Muchos ya conocen a Luciana, mi perrita, mejor conocida como “la policía de la tristeza”.
Le dimos ese nombre porque, de manera casi mágica, Luci tenía la capacidad de identificar mi tristeza incluso antes de que yo pudiera nombrarla. Llegaba, se acostaba cerca, vigilaba... como si quisiera prevenir el dolor.
Si me conocen, saben que creo con todo mi corazón que los animales son mensajeros de Dios, ángeles que caminan entre nosotros. Y Luciana ha sido exactamente eso en mi vida: una compañera incondicional, sensible, amorosa, sabia.
Desde siempre he sentido una conexión profunda con los animales, una que sé que muchos de ustedes también entienden.
La semana pasada, Luci tuvo un episodio que nos cambió todo.
Fue repentino. Un ataque. Los veterinarios creen que fue epiléptico.
Mi esposo y yo estábamos convencidos de que esos serían sus últimos minutos. Nos despedimos con el corazón en pedazos y la dejamos en el hospital, repitiendo la misma despedida que ya habíamos vivido con otros de nuestros perritos.
Yo, en mi interior, hice el duelo. Aunque su cuerpo no se había ido, su presencia sí. Sentí que me despedía de ella para siempre. (el habito de no aferrarme mucho, con los animalitos me falla).

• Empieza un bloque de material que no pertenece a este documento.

//! Recursive descent grammar checker for Teeny.
//!
//! Decides whether a source text is a syntactically valid program. Nothing
//! is built: each grammar rule is a method that consumes the tokens of its
//! production or returns an error.
//!
//! ```text
//! program     ::= {EOL} {statement}
//! statement   ::= PRINT (expression | STRING) nl
//!               | IF comparison THEN nl {statement} ENDIF nl
//!               | WHILE comparison REPEAT nl {statement} ENDWHILE nl
//!               | LABEL IDENT nl
//!               | GOTO IDENT nl
//!               | LET IDENT '=' expression nl
//!               | INPUT IDENT nl
//! nl          ::= EOL {EOL}
//! comparison  ::= expression relop expression
//! expression  ::= term {('+' | '-') term}
//! term        ::= unary {('*' | '/') unary}
//! unary       ::= ['+' | '-'] primary
//! primary     ::= NUMBER | IDENT
//! ```
//!
//! The parser pulls tokens from a [`Lexer`] through a two-token window
//! (`current` and `peek`). It is fail-fast by default; see
//! [`Parser::parse_program_recovering`] for the opt-in mode that keeps
//! going after syntax errors.

mod error;
mod grammar;
mod recovery;
mod stack;

pub use error::{CheckError, SyntaxError, SyntaxErrorKind};
pub use teeny_lexer::{Lexer, Span, Token, TokenKind};

use tracing::trace;

/// Parser state: the token source and a two-token lookahead window.
pub struct Parser {
    lexer: Lexer,
    current: Token,
    peek: Token,
    /// Set by [`Parser::parse_program_recovering`].
    recovering: bool,
    /// Errors recorded while recovering.
    errors: Vec<CheckError>,
}

impl Parser {
    /// Create a parser, pulling the first two tokens from `lexer`.
    pub fn new(mut lexer: Lexer) -> Result<Self, CheckError> {
        let current = lexer.next_token()?;
        let peek = if current.is_eof() {
            current.clone()
        } else {
            lexer.next_token()?
        };
        Ok(Parser {
            lexer,
            current,
            peek,
            recovering: false,
            errors: Vec::new(),
        })
    }

    /// The token being examined.
    #[inline]
    pub fn current(&self) -> &Token {
        &self.current
    }

    /// The token after [`current`](Self::current).
    #[inline]
    pub fn peek(&self) -> &Token {
        &self.peek
    }

    /// Check if the current token is of `kind`.
    #[inline]
    pub fn at(&self, kind: TokenKind) -> bool {
        self.current.kind == kind
    }

    /// Check if the next token is of `kind`.
    #[inline]
    pub fn peek_is(&self, kind: TokenKind) -> bool {
        self.peek.kind == kind
    }

    /// Shift `peek` into `current` and pull a fresh `peek`.
    ///
    /// EOF is absorbing: once `peek` is EOF the lexer is not asked again.
    pub fn advance(&mut self) -> Result<(), CheckError> {
        let next = if self.peek.is_eof() {
            self.peek.clone()
        } else {
            self.lexer.next_token()?
        };
        self.current = std::mem::replace(&mut self.peek, next);
        trace!(current = %self.current.kind, peek = %self.peek.kind, "advance");
        Ok(())
    }

    /// Consume the current token if it is of `kind`, else fail.
    pub fn expect(&mut self, kind: TokenKind) -> Result<(), CheckError> {
        if !self.at(kind) {
            return Err(SyntaxError::expected(kind, &self.current).into());
        }
        self.advance()
    }

    /// Syntax error at the current token.
    fn error_at_current(
        &self,
        kind: impl FnOnce(String, TokenKind) -> SyntaxErrorKind,
    ) -> CheckError {
        let kind = kind(self.current.text.clone(), self.current.kind);
        SyntaxError::new(kind, self.current.span).into()
    }
}

/// Check `source`, stopping at the first error.
pub fn check(source: &str) -> Result<(), CheckError> {
    Parser::new(Lexer::new(source))?.parse_program()
}

/// Check `source` in recovery mode, returning every error found.
///
/// An empty vector means the program is valid.
pub fn check_all(source: &str) -> Vec<CheckError> {
    match Parser::new(Lexer::new(source)) {
        Ok(parser) => parser.parse_program_recovering(),
        Err(err) => vec![err],
    }
}

#[cfg(test)]
mod tests;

Pasaron dos días eternos. Dos días sin ella.
Después de muchos exámenes, el neurólogo confirmó que sí, probablemente sea epilepsia.
Y aunque Luci regresó a casa, regresó distinta.
Luciana está viva, y eso es un regalo enorme, pero perdió la memoria.
Ya no es la policía de la tristeza.
No me reconoce.
No reconoce mi olor, ni mi llanto, ni mis emociones.
Difícil.
Cuando el amor se transforma.
Cuando alguien se aleja.
Cuando alguien pone un límite.
Cuando alguien sale de tu vida, a veces sin que tu quieras que salgan.
Cuanto tu mismo tienes que alejarte.
O cuando alguien muere y la conexión que tenías, desaparece.
Aceptar eso es duro.
Hoy celebro que Luci esté todavía con nosotros.